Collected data

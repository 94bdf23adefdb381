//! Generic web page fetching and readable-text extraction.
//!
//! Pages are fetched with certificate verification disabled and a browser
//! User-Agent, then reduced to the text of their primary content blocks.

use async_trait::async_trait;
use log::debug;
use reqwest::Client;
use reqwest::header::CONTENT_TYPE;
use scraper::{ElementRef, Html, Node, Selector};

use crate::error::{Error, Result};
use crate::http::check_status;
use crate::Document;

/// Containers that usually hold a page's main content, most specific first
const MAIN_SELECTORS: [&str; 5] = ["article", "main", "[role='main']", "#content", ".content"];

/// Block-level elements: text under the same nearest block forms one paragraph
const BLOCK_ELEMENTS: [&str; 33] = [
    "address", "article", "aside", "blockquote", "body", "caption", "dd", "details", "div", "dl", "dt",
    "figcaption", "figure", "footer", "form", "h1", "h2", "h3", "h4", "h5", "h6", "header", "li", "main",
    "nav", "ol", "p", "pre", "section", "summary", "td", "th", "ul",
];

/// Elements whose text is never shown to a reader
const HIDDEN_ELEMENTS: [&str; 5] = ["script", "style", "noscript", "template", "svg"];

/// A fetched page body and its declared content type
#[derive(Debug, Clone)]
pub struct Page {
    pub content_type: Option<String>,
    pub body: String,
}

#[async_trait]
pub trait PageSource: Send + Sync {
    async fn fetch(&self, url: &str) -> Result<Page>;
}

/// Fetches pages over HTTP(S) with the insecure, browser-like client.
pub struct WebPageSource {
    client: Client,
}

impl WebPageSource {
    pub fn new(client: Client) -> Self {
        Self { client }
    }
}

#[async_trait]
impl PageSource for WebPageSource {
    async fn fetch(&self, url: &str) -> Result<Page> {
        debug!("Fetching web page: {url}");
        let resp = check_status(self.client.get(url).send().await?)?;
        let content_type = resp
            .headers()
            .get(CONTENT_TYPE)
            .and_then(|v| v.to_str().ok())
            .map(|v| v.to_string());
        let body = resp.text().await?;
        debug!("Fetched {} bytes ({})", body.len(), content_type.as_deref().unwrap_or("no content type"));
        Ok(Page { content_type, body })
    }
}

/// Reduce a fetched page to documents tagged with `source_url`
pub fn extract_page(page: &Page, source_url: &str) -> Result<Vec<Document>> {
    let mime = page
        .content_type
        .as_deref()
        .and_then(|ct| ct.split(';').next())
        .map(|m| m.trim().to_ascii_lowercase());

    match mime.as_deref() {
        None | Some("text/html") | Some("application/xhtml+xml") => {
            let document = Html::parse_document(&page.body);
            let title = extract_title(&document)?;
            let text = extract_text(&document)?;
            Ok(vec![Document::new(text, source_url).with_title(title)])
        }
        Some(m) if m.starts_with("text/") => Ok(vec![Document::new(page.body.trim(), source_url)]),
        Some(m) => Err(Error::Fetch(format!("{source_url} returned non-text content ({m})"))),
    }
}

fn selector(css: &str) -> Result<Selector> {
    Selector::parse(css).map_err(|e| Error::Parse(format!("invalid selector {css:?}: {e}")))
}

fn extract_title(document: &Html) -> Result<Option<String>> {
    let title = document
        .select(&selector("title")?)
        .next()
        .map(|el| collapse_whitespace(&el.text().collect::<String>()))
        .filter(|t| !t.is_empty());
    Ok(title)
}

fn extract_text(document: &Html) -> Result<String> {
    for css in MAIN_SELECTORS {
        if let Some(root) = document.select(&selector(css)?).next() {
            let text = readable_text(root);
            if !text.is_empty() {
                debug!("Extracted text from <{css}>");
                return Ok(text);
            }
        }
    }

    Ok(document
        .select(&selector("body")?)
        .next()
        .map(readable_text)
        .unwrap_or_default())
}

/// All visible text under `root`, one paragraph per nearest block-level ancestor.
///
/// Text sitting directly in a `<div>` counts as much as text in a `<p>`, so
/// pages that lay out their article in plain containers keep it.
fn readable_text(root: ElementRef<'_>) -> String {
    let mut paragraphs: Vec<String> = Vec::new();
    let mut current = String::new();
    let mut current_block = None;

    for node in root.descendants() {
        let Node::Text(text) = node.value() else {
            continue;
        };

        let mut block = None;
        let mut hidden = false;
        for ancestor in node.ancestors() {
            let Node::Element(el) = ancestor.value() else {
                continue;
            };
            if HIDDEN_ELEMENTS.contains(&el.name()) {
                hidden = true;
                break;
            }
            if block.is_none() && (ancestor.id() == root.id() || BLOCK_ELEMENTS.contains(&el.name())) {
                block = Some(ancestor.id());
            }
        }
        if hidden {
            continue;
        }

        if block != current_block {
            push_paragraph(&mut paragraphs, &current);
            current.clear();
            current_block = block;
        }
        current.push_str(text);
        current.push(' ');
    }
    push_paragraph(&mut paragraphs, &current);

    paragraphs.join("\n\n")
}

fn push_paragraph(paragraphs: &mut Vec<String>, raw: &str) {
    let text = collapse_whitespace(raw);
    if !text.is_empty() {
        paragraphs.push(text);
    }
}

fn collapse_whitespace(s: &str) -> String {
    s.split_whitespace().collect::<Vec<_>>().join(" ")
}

[WHAT IS EXPECTED] Your answer should consist of each line of the data above in which the word "contains" occurs.

[THE ANSWER]
            if HIDDEN_ELEMENTS.contains(&el.name()) {
            if block.is_none() && (ancestor.id() == root.id() || BLOCK_ELEMENTS.contains(&el.name())) {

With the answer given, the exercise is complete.